• _TASK TO COMPLETE_:
Pull out every line below that contains the word "POST".

*** EXTRACTED ENTRIES Section Begins ***

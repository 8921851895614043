use chrono::{DateTime, NaiveDate, Utc};
use serde::{Deserialize, Serialize};

use super::null_as_default;
use crate::listing::Identified;

/// Review state of a submitted link. `Approved` and `Rejected` are terminal.
#[derive(Debug, Clone, Copy, PartialEq, Eq, Hash, Default, Serialize, Deserialize)]
#[serde(rename_all = "lowercase")]
pub enum LinkStatus {
    #[default]
    Pending,
    Approved,
    Rejected,
}

impl LinkStatus {
    pub const ALL: [LinkStatus; 3] = [LinkStatus::Pending, LinkStatus::Approved, LinkStatus::Rejected];

    pub fn as_str(&self) -> &'static str {
        match self {
            LinkStatus::Pending => "pending",
            LinkStatus::Approved => "approved",
            LinkStatus::Rejected => "rejected",
        }
    }

    pub fn label(&self) -> &'static str {
        match self {
            LinkStatus::Pending => "Pending",
            LinkStatus::Approved => "Approved",
            LinkStatus::Rejected => "Rejected",
        }
    }

    pub fn is_terminal(&self) -> bool {
        !matches!(self, LinkStatus::Pending)
    }
}

/// A journalist's proof that a press release was published.
#[derive(Debug, Clone, PartialEq, Default, Serialize, Deserialize)]
pub struct PublishedLink {
    pub id: String,
    #[serde(default, deserialize_with = "null_as_default")]
    pub journalist: String,
    #[serde(default, deserialize_with = "null_as_default")]
    pub journalist_name: String,
    #[serde(default, deserialize_with = "null_as_default")]
    pub press_release: String,
    #[serde(default, deserialize_with = "null_as_default")]
    pub press_release_title: String,
    #[serde(default, deserialize_with = "null_as_default")]
    pub url: String,
    #[serde(default, deserialize_with = "null_as_default")]
    pub title: String,
    #[serde(default)]
    pub publication_date: Option<NaiveDate>,
    #[serde(default)]
    pub status: LinkStatus,
    #[serde(default)]
    pub notes: Option<String>,
    #[serde(default)]
    pub reviewed_by: Option<i64>,
    #[serde(default)]
    pub reviewer_name: Option<String>,
    #[serde(default)]
    pub reviewed_at: Option<DateTime<Utc>>,
    #[serde(default)]
    pub created_at: Option<DateTime<Utc>>,
}

impl Identified for PublishedLink {
    fn id(&self) -> &str {
        &self.id
    }
}

/// Body of `POST published-links/`.
#[derive(Debug, Clone, PartialEq, Eq, Default, Serialize, Deserialize)]
pub struct NewPublishedLink {
    pub press_release: String,
    pub url: String,
    pub title: String,
    pub publication_date: Option<NaiveDate>,
}

impl NewPublishedLink {
    /// Blank form for `press_release`, dated `today`.
    pub fn for_release(press_release: impl Into<String>, today: NaiveDate) -> Self {
        Self {
            press_release: press_release.into(),
            publication_date: Some(today),
            ..Default::default()
        }
    }
}

impl From<&PublishedLink> for NewPublishedLink {
    /// Edit draft of an already submitted link.
    fn from(link: &PublishedLink) -> Self {
        Self {
            press_release: link.press_release.clone(),
            url: link.url.clone(),
            title: link.title.clone(),
            publication_date: link.publication_date,
        }
    }
}

/// Body of `POST published-links/{id}/reject/`.
#[derive(Debug, Clone, PartialEq, Eq, Default, Serialize, Deserialize)]
pub struct RejectLink {
    pub notes: String,
}

#[cfg(test)]
mod tests {
    use super::*;

    #[test]
    fn decodes_review_fields() {
        let json = r#"{
            "id": "abc",
            "journalist": "j1",
            "journalist_name": "Wanjiru",
            "press_release": "pr1",
            "press_release_title": "Launch",
            "url": "https://news.example/launch",
            "title": "Launch story",
            "publication_date": "2024-05-02",
            "status": "rejected",
            "notes": "broken link",
            "reviewed_by": 7,
            "reviewer_name": null,
            "reviewed_at": "2024-05-03T08:30:00Z",
            "created_at": "2024-05-02T12:00:00Z"
        }"#;
        let link: PublishedLink = serde_json::from_str(json).unwrap();
        assert_eq!(link.status, LinkStatus::Rejected);
        assert!(link.status.is_terminal());
        assert_eq!(link.notes.as_deref(), Some("broken link"));
        assert_eq!(link.publication_date, NaiveDate::from_ymd_opt(2024, 5, 2));
    }

    #[test]
    fn reject_body_carries_notes_only() {
        let body = serde_json::to_value(RejectLink {
            notes: "broken link".into(),
        })
        .unwrap();
        assert_eq!(body, serde_json::json!({"notes": "broken link"}));
    }

    #[test]
    fn new_link_serializes_date_as_iso_day() {
        let today = NaiveDate::from_ymd_opt(2024, 6, 1).unwrap();
        let link = NewPublishedLink::for_release("pr1", today);
        let body = serde_json::to_value(link).unwrap();
        assert_eq!(body["publication_date"], "2024-06-01");
        assert_eq!(body["press_release"], "pr1");
    }

    #[test]
    fn edit_draft_keeps_the_submitted_fields() {
        let link = PublishedLink {
            id: "abc".into(),
            press_release: "pr1".into(),
            url: "https://nation.africa/solar".into(),
            title: "Solar farm opens".into(),
            publication_date: NaiveDate::from_ymd_opt(2024, 6, 1),
            status: LinkStatus::Rejected,
            ..Default::default()
        };
        let draft = NewPublishedLink::from(&link);
        assert_eq!(draft.press_release, "pr1");
        assert_eq!(draft.url, link.url);
        assert_eq!(draft.publication_date, link.publication_date);
    }
}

*** EXTRACTED ENTRIES Section Ends ***

• _ANSWER SPACE_:
/// Body of `POST published-links/`.
/// Body of `POST published-links/{id}/reject/`.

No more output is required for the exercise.